El «héroe anónimo» de Espert era un barrabrava con un prontuario que desinfla la épica libertaria

Lo que la semana pasada se vendió como un rescate fortuito y heroico, se ha desinflado en una anécdota mucho más mundana y, por qué no, irónica.

El motoquero que sacó al candidato de La Libertad Avanza, José Luis Espert, del caos en Lomas de Zamora no era, como se dijo, un transeúnte casual que «justo pasaba por ahí».

Era un barrabrava del club Comunicaciones con una causa por intento de homicidio. A veces la realidad, esa que los libertarios tanto defienden, tiene un sentido del humor bastante retorcido.

El periodista Gustavo Grabia fue quien le puso nombre y apellido al supuesto «héroe anónimo»: Damián Rosati. La figura de este hombre, que se había convertido en un meme de salvación inesperada, se desmorona ante la revelación de sus antecedentes penales.

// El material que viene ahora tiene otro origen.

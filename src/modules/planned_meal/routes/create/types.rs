pub mod request {
    use crate::modules::auth::middleware::FoodieAuth;
    use serde::Deserialize;

    #[derive(Deserialize)]
    pub struct Body {
        pub meal_id: String,
    }

    pub struct Payload {
        pub auth: FoodieAuth,
        pub body: Body,
    }
}

pub mod response {
    use crate::modules::planned_meal::repository::PlannedMeal;
    use axum::{extract::Json, http::StatusCode, response::IntoResponse};
    use serde_json::json;

    pub enum Success {
        MealPlanned(PlannedMeal),
    }

    impl IntoResponse for Success {
        fn into_response(self) -> axum::response::Response {
            match self {
                Self::MealPlanned(planned_meal) => (
                    StatusCode::CREATED,
                    Json(json!({ "message": "Meal added to your plan", "data": planned_meal })),
                )
                    .into_response(),
            }
        }
    }

    pub enum Error {
        MealNotFound,
        FailedToPlanMeal,
    }

    impl IntoResponse for Error {
        fn into_response(self) -> axum::response::Response {
            match self {
                Self::MealNotFound => (
                    StatusCode::NOT_FOUND,
                    Json(json!({ "error": "Meal not found" })),
                )
                    .into_response(),
                Self::FailedToPlanMeal => (
                    StatusCode::INTERNAL_SERVER_ERROR,
                    Json(json!({ "error": "Failed to add meal to your plan" })),
                )
                    .into_response(),
            }
        }
    }

    pub type Response = Result<Success, Error>;
}
use super::{service::service, types::request};
use crate::{modules::auth::middleware::FoodieAuth, types::Context};
use axum::{
    extract::{Query, State},
    response::IntoResponse,
};
use std::sync::Arc;

pub async fn handler(
    State(ctx): State<Arc<Context>>,
    auth: FoodieAuth,
    Query(filters): Query<request::Filters>,
) -> impl IntoResponse {
    service(ctx, request::Payload { auth, filters }).await
}
pub mod repository;
mod routes;

pub use routes::get_router;
use super::handler;
use crate::types::Context;
use axum::routing::{get, Router};
use std::sync::Arc;

pub fn get_router() -> Router<Arc<Context>> {
    Router::new().route("/prep-summary", get(handler::handler))
}
use super::{service::service, types::request};
use crate::types::Context;
use axum::{
    extract::{Json, Path, State},
    response::IntoResponse,
};
use std::sync::Arc;

pub async fn handler(
    State(ctx): State<Arc<Context>>,
    Path(role): Path<String>,
    Json(body): Json<request::Body>,
) -> impl IntoResponse {
    service(ctx, request::Payload { role, body }).await
}
use chrono::{NaiveDateTime, Utc};
use serde::Serialize;
use sqlx::{FromRow, PgExecutor};
use ulid::Ulid;

pub const SESSION_LIFETIME_DAYS: i64 = 7;

#[derive(FromRow, Serialize, Clone, Debug)]
pub struct Session {
    pub id: String,
    pub account_id: String,
    pub access_token: String,
    pub expires_at: NaiveDateTime,
    pub created_at: NaiveDateTime,
}

impl Session {
    pub fn is_expired(&self, now: NaiveDateTime) -> bool {
        self.expires_at < now
    }
}

pub struct CreateSessionPayload {
    pub account_id: String,
    pub access_token: String,
}

#[derive(Debug)]
pub enum Error {
    UnexpectedError,
}

pub async fn create<'e, E: PgExecutor<'e>>(
    e: E,
    payload: CreateSessionPayload,
) -> Result<Session, Error> {
    sqlx::query_as::<_, Session>(
        "
        INSERT INTO sessions (id, account_id, access_token, expires_at)
        VALUES ($1, $2, $3, $4)
        RETURNING *
        ",
    )
    .bind(Ulid::new().to_string())
    .bind(payload.account_id.clone())
    .bind(payload.access_token)
    .bind(Utc::now().naive_utc() + chrono::Duration::days(SESSION_LIFETIME_DAYS))
    .fetch_one(e)
    .await
    .map_err(|err| {
        tracing::error!(
            "Error occurred while creating a new session for account with id {}: {}",
            payload.account_id,
            err
        );
        Error::UnexpectedError
    })
}

pub async fn find_by_access_token<'e, E: PgExecutor<'e>>(
    e: E,
    access_token: String,
) -> Result<Option<Session>, Error> {
    sqlx::query_as::<_, Session>("SELECT * FROM sessions WHERE access_token = $1")
        .bind(access_token)
        .fetch_optional(e)
        .await
        .map_err(|err| {
            tracing::error!("Error occurred while fetching session by access token: {}", err);
            Error::UnexpectedError
        })
}

pub async fn delete_by_id<'e, E: PgExecutor<'e>>(e: E, id: String) -> Result<(), Error> {
    sqlx::query("DELETE FROM sessions WHERE id = $1")
        .bind(id.clone())
        .execute(e)
        .await
        .map(|_| ())
        .map_err(|err| {
            tracing::error!("Error occurred while deleting session with id {}: {}", id, err);
            Error::UnexpectedError
        })
}

#[cfg(test)]
mod tests {
    use super::*;

    #[test]
    fn sessions_expire_after_their_deadline() {
        let now = Utc::now().naive_utc();
        let session = Session {
            id: "s".to_string(),
            account_id: "a".to_string(),
            access_token: "t".to_string(),
            expires_at: now,
            created_at: now - chrono::Duration::days(SESSION_LIFETIME_DAYS),
        };

        assert!(!session.is_expired(now));
        assert!(session.is_expired(now + chrono::Duration::seconds(1)));
    }
}
pub mod request {
    use crate::modules::auth::middleware::ChefAuth;

    pub struct Payload {
        pub auth: ChefAuth,
    }
}

pub mod response {
    use crate::modules::order::prep::WeekPrep;
    use axum::{extract::Json, http::StatusCode, response::IntoResponse};
    use serde_json::json;

    pub enum Success {
        PrepSummary(Vec<WeekPrep>),
    }

    impl IntoResponse for Success {
        fn into_response(self) -> axum::response::Response {
            match self {
                Self::PrepSummary(weeks) => {
                    (StatusCode::OK, Json(json!({ "data": weeks }))).into_response()
                }
            }
        }
    }

    pub enum Error {
        ChefNotOnboarded,
        FailedToFetchPrepSummary,
    }

    impl IntoResponse for Error {
        fn into_response(self) -> axum::response::Response {
            match self {
                Self::ChefNotOnboarded => (
                    StatusCode::NOT_FOUND,
                    Json(json!({ "error": "Kitchen profile not created" })),
                )
                    .into_response(),
                Self::FailedToFetchPrepSummary => (
                    StatusCode::INTERNAL_SERVER_ERROR,
                    Json(json!({ "error": "Failed to fetch prep summary" })),
                )
                    .into_response(),
            }
        }
    }

    pub type Response = Result<Success, Error>;
}
use super::handler;
use crate::types::Context;
use axum::routing::{post, Router};
use std::sync::Arc;

pub fn get_router() -> Router<Arc<Context>> {
    Router::new().route("/checkout", post(handler::handler))
}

La escena de Espert, el abanderado de la ley y el orden, huyendo en la moto de un hombre con una causa judicial por un delito grave, no solo desarma la narrativa de campaña, sino que también añade una capa de ironía que difícilmente pase desapercibida.

La épica del «héroe del pueblo» se esfuma y en su lugar queda una imagen que, lejos de enaltecer, plantea más preguntas que respuestas. ¿Fue un encuentro fortuito, o un rescate orquestado?

Lo que sabemos es que, al final, el «muchacho que pasaba por ahí» era alguien con un historial que podría haber estado en la mira de la justicia que Espert tanto invoca. Un giro inesperado que demuestra que, en la política argentina, los guionistas a veces se guardan los mejores plot twists para el final.